Update: Eneas elected chief of the Penticton Indian Band

Jonathan Kruger lost the election for chief of the Penticton Indian Band to Chad Eneas.

Chad Eneas is the new chief of the Penticton Indian Band following Wednesday's election by band members.

Chad Eneas is the new chief of the Penticton Indian Band following Wednesday's election by band members.

After 16 years on Penticton Indian Band council, eight of them as chief, Jonathan Kruger said it’s only human nature to feel let down after losing the latest election.

“You put your heart and your soul, your blood, sweat and tears, and commitment and dedication towards bettering the community and then not getting voted in is a tough thing,” said Kruger this morning, after the band wrapped up their election for chief on Oct. 19.

There were three candidates vying for the next four-year term, with Chad Eneas coming out on top as the new chief. Eneas collected a total of 179 votes, with Kruger gathering 124. The third candidate, Joe Jack, had 27 votes.

Read more: Kruger seeking second term as Penticton chief

“It is an honour and privilege to be newly elected Chief of the Penticton Indian Band as I humbly say that this election was not about me. It was about, and is about, what the community wanted,” said Eneas.

Last month, Robert Louie, chief of the Westbank First Nation since 2002, lost his re-election bid to Roxanne Lindley, daughter of the WFN’s first chief.

Chief Eneas assumes his duties immediately and will sit at the table for the next regularly scheduled chief and council meeting
on Nov. 1.

The band’s election process moves on to council members now, with nominations for the new term for council, Oct. 26. Once the council elections are finished, the new leadership will convene to sign their commitment to the oath of office.

Kruger said he isn’t sure if he is going to allow his name to be put forward for councillor.

“We will see when that day comes, soon, next week,” said Kruger. “Right now I just want to sit back today and reflect.”

Regardless, Kruger said, he is leaving the chief’s position on a high note.

“At this point, the Penticton Indian Band is in the best position its ever been in,” said Kruger, who hopes the momentum that has built up will continue for economic and social development.

“Our council has worked very hard, our staff has worked hard, to get us to this point,” said Kruger. “We can’t afford any setbacks.”

Kruger sums up his time as chief with three words: honoured, proud and grateful.

“I was honoured to be the chief of the community for the last eight years. I took the chief position very seriously. I wanted to make positive, real change in the community … things that we can touch and feel and experience, not just talk about.”

Kruger is also honoured to work with an “amazing” group of people: fellow councillors, staff and community members.

“I am honoured and proud of them for what they have stepped up and done. It is because they love our families,” said Kruger.

Grateful includes the experiences Kruger had as chief, travelling to First Nations communities around the province and across the country, building relationships with the City of Penticton, the regional district and government ministries, like the Ministry of Highways, which was key to the deal to return Roddy Flats, a culturally important area for a traditional food source, Speetlum.
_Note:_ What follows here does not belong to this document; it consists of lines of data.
impl Command<'_> {
    /// Add an argument
    pub fn arg(&mut self, arg: impl Into<String>) -> &mut Self {
        self.args.push(arg.into());
        self
    }

    /// Add multiple arguments
    pub fn args<I, S>(&mut self, args: I) -> &mut Self
    where
        I: IntoIterator<Item = S>,
        S: Into<String>,
    {
        self.args.extend(args.into_iter().map(Into::into));
        self
    }

    /// Set an environment variable for the remote process
    pub fn env(&mut self, key: impl Into<String>, value: impl Into<String>) -> &mut Self {
        self.env.push(format!("{}={}", key.into(), value.into()));
        self
    }

    /// Set the working directory on the sprite
    pub fn current_dir(&mut self, dir: impl Into<String>) -> &mut Self {
        self.dir = Some(dir.into());
        self
    }

    /// Allocate a TTY with the given dimensions
    pub fn tty(&mut self, rows: u16, cols: u16) -> &mut Self {
        self.tty = true;
        self.rows = rows;
        self.cols = cols;
        self
    }

    fn to_options(&self, stdin: bool) -> SessionOptions {
        let mut cmd = Vec::with_capacity(1 + self.args.len());
        cmd.push(self.program.clone());
        cmd.extend(self.args.iter().cloned());
        SessionOptions {
            cmd,
            env: self.env.clone(),
            dir: self.dir.clone(),
            tty: self.tty,
            rows: self.rows,
            cols: self.cols,
            stdin,
            ..Default::default()
        }
    }

    /// Run the command to completion, capturing stdout and stderr
    pub async fn output(&mut self) -> Result<Output> {
        let opts = self.to_options(false);
        let pool = self.sprite.pool().await?.clone();
        let conn = pool.acquire().await?;
        let result = run_capture(&conn, &opts).await;
        pool.release(&conn).await;
        result
    }

    /// Start the command and return a handle to the running process
    pub async fn spawn(&mut self) -> Result<Child> {
        let opts = self.to_options(true);
        let pool = self.sprite.pool().await?.clone();
        let conn = pool.acquire().await?;
        match conn.start_op("exec", &opts).await {
            Ok(op) => Ok(Child {
                op,
                conn: Some(conn),
                pool,
            }),
            Err(e) => {
                pool.release(&conn).await;
                Err(e)
            }
        }
    }
}

async fn run_capture(conn: &crate::mux::ControlConnection, opts: &SessionOptions) -> Result<Output> {
    let mut op = conn.start_op("exec", opts).await?;
    let mut stdout = Vec::new();
    let mut stderr = Vec::new();
    loop {
        match op.next_event().await {
            Some(Ok(SessionEvent::Stdout(data))) => stdout.extend_from_slice(&data),
            Some(Ok(SessionEvent::Stderr(data))) => stderr.extend_from_slice(&data),
            Some(Ok(SessionEvent::Message(_))) => {}
            Some(Ok(SessionEvent::Exit(status))) => {
                return Ok(Output {
                    status,
                    stdout,
                    stderr,
                })
            }
            Some(Err(e)) => return Err(e),
            None => {
                return Err(crate::error::SpriteError::Protocol(
                    "operation ended before completion".to_string(),
                ))
            }
        }
    }
}

/// Captured result of a completed remote command
#[derive(Debug, Clone)]
pub struct Output {
    /// Exit code of the remote process
    pub status: i32,

    /// Captured stdout bytes
    pub stdout: Vec<u8>,

    /// Captured stderr bytes
    pub stderr: Vec<u8>,
}

impl Output {
    /// Whether the command exited with code 0
    pub fn success(&self) -> bool {
        self.status == 0
    }

    /// Stdout as a (lossy) string
    pub fn stdout_str(&self) -> String {
        String::from_utf8_lossy(&self.stdout).into_owned()
    }

    /// Stderr as a (lossy) string
    pub fn stderr_str(&self) -> String {
        String::from_utf8_lossy(&self.stderr).into_owned()
    }
}

/// Handle to a spawned remote process
pub struct Child {
    op: OpConn,
    conn: Option<Arc<crate::mux::ControlConnection>>,
    pool: Arc<ConnectionPool>,
}

impl Child {
    /// Send data to the remote process's stdin
    pub async fn write_stdin(&self, data: &[u8]) -> Result<()> {
        self.op.write(data).await
    }

    /// Close the remote process's stdin
    pub async fn close_stdin(&self) -> Result<()> {
        self.op.send_eof().await
    }

    /// Receive the next output event
    pub async fn next_event(&mut self) -> Option<Result<SessionEvent>> {
        self.op.next_event().await
    }

    /// Ask the server to signal the remote process (best-effort)
    pub async fn kill(&self) -> Result<()> {
        self.op.signal("SIGKILL").await
    }

    /// Wait for the process to exit and return the pooled connection
    pub async fn wait(&mut self) -> Result<i32> {
        let result = self.op.wait().await;
        self.release().await;
        result
    }

    async fn release(&mut self) {
        if let Some(conn) = self.conn.take() {
            self.pool.release(&conn).await;
        }
    }
}

impl Drop for Child {
    fn drop(&mut self) {
        if let Some(conn) = self.conn.take() {
            // Detach the operation so the connection can be reused, then
            // return it to the pool from a task since Drop cannot await.
            self.op.close();
            let pool = self.pool.clone();
            match tokio::runtime::Handle::try_current() {
                Ok(handle) => {
                    handle.spawn(async move {
                        pool.release(&conn).await;
                    });
                }
                Err(_) => conn.close(),
            }
        }
    }
}

#[cfg(test)]
mod tests {
    use super::*;
    use crate::frame::{self, StreamTag};
    use crate::protocol::ControlEnvelope;
    use futures_util::{SinkExt, StreamExt};
    use tokio::net::{TcpListener, TcpStream};
    use tokio_tungstenite::accept_async;
    use tokio_tungstenite::tungstenite::Message;
    use url::Url;

    /// Minimal control-channel server: every op echoes "hello\n" and exits 0
    async fn control_server() -> Url {
        let listener = TcpListener::bind("127.0.0.1:0").await.unwrap();
        let addr = listener.local_addr().unwrap();
        tokio::spawn(async move {
            loop {
                let Ok((stream, _)) = listener.accept().await else {
                    break;
                };
                tokio::spawn(serve_control(stream));
            }
        });
        Url::parse(&format!("http://{addr}")).unwrap()
    }

    async fn serve_control(stream: TcpStream) {
        let Ok(mut ws) = accept_async(stream).await else {
            return;
        };
        while let Some(Ok(msg)) = ws.next().await {
            if let Message::Text(text) = msg {
                if let Some(Ok(envelope)) = ControlEnvelope::parse(&text) {
                    assert_eq!(envelope.kind, "op.start");
                    let out = frame::encode(StreamTag::Stdout, b"hello\n");
                    ws.send(Message::Binary(out.into())).await.unwrap();
                    ws.send(Message::Text(
                        r#"control:{"type":"op.complete","args":{"exitCode":"0"}}"#.into(),
                    ))
                    .await
                    .unwrap();
                }
            }
        }
    }

    #[tokio::test]
    async fn test_command_output_over_pooled_connection() {
        let base = control_server().await;
        let client = SpritesClient::with_base_url("test-token", base);
        let sprite = client.sprite("dev");

        let output = sprite
            .command("echo")
            .arg("hello")
            .current_dir("/workspace")
            .output()
            .await
            .unwrap();

        assert!(output.success());
        assert_eq!(output.stdout_str(), "hello\n");
        assert_eq!(output.status, 0);
        sprite.close().await;
    }

    #[tokio::test]
    async fn test_sequential_commands_reuse_one_connection() {
        let base = control_server().await;
        let client = SpritesClient::with_base_url("test-token", base);
        let sprite = client.sprite("dev");

        for _ in 0..3 {
            let output = sprite.command("true").output().await.unwrap();
            assert!(output.success());
        }
        // One pooled connection served all three commands
        assert_eq!(sprite.pool().await.unwrap().size().await, 1);
        sprite.close().await;
    }

    #[tokio::test]
    async fn test_spawned_child_wait_releases_connection() {
        let base = control_server().await;
        let client = SpritesClient::with_base_url("test-token", base);
        let sprite = client.sprite("dev");

        let mut child = sprite.command("cat").spawn().await.unwrap();
        assert_eq!(child.wait().await.unwrap(), 0);

        // The released connection is idle again, so a follow-up command
        // does not grow the pool.
        let output = sprite.command("true").output().await.unwrap();
        assert!(output.success());
        assert_eq!(sprite.pool().await.unwrap().size().await, 1);
        sprite.close().await;
    }

    #[test]
    fn test_command_builder_maps_to_session_options() {
        let client =
            SpritesClient::with_base_url("tok", Url::parse("https://api.sprites.dev").unwrap());
        let sprite = client.sprite("dev");

        let mut command = sprite.command("bash");
        command
            .arg("-c")
            .arg("echo hi")
            .env("FOO", "bar")
            .current_dir("/workspace");
        let opts = command.to_options(true);

        assert_eq!(opts.cmd, vec!["bash", "-c", "echo hi"]);
        assert_eq!(opts.env, vec!["FOO=bar"]);
        assert_eq!(opts.dir.as_deref(), Some("/workspace"));
        assert!(opts.stdin);
        assert!(!opts.tty);
    }

    #[test]
    fn test_network_policy_serde() {
        let policy = NetworkPolicy {
            rules: vec![
                NetworkPolicyRule {
                    domain: "api.github.com".to_string(),
                    action: PolicyAction::Allow,
                },
                NetworkPolicyRule {
                    domain: "*".to_string(),
                    action: PolicyAction::Deny,
                },
            ],
            include: vec![],
        };
        let json = serde_json::to_string(&policy).unwrap();
        assert!(json.contains(r#""action":"allow""#));
        assert!(json.contains(r#""action":"deny""#));

        let parsed: NetworkPolicy = serde_json::from_str(&json).unwrap();
        assert_eq!(parsed, policy);
    }

    #[test]
    fn test_output_helpers() {
        let output = Output {
            status: 1,
            stdout: b"out".to_vec(),
            stderr: b"err".to_vec(),
        };
        assert!(!output.success());
        assert_eq!(output.stdout_str(), "out");
        assert_eq!(output.stderr_str(), "err");
    }
}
“We have to keep honouring those relationships and working together,” said Kruger, who is also grateful for the work done in enhancing relationships with other member bands in the Okanagan Nation Alliance.

Proud comes from the legacy of PIB council’s work over the past eight years.

“I am just really proud of all we accomplished, like an award-winning school, a brand new health building, these are real things that we needed. We still need a community hall,” said Kruger. “I am hoping that legacy continues to build.”

Over the past eight years, Kruger said the band has created over $50 million of reality: the fish hatchery, shelter, daycare health centre, the new Westhills Aggregates building, the Skaha Hills residential development and more.

“It’s a huge list. That’s a pretty great legacy. We talked about things and dreamed about things for years,” said Kruger. “I am just proud to be a hard worker, I’ve always been a hard worker. I am not a platform chief that just talks. I want to make sure we get things done.”

Looking back, Kruger said opening up the locatee lands next to the Okanagan River Channel stands out. Usually, the federal government isn’t interested in funding projects that have to do with locatee lands (owned privately by band members).

“They only fund general band lands. To help fund the bridge project — millions of dollars — was huge,” said Kruger. “That just goes to show that we worked really hard. That seemed like an impossible task.”

That job isn’t finished; Kruger said work is still being done on infrastructure funding applications, to be able to create more developments on the flats.

“I think I did a good job and I am really proud of everyone I worked with,” said Kruger. “I love my community, I love my nation. I have worked hard for the people and the families and I have no regrets. I can honestly say I am leaving on a high note, with a great legacy.”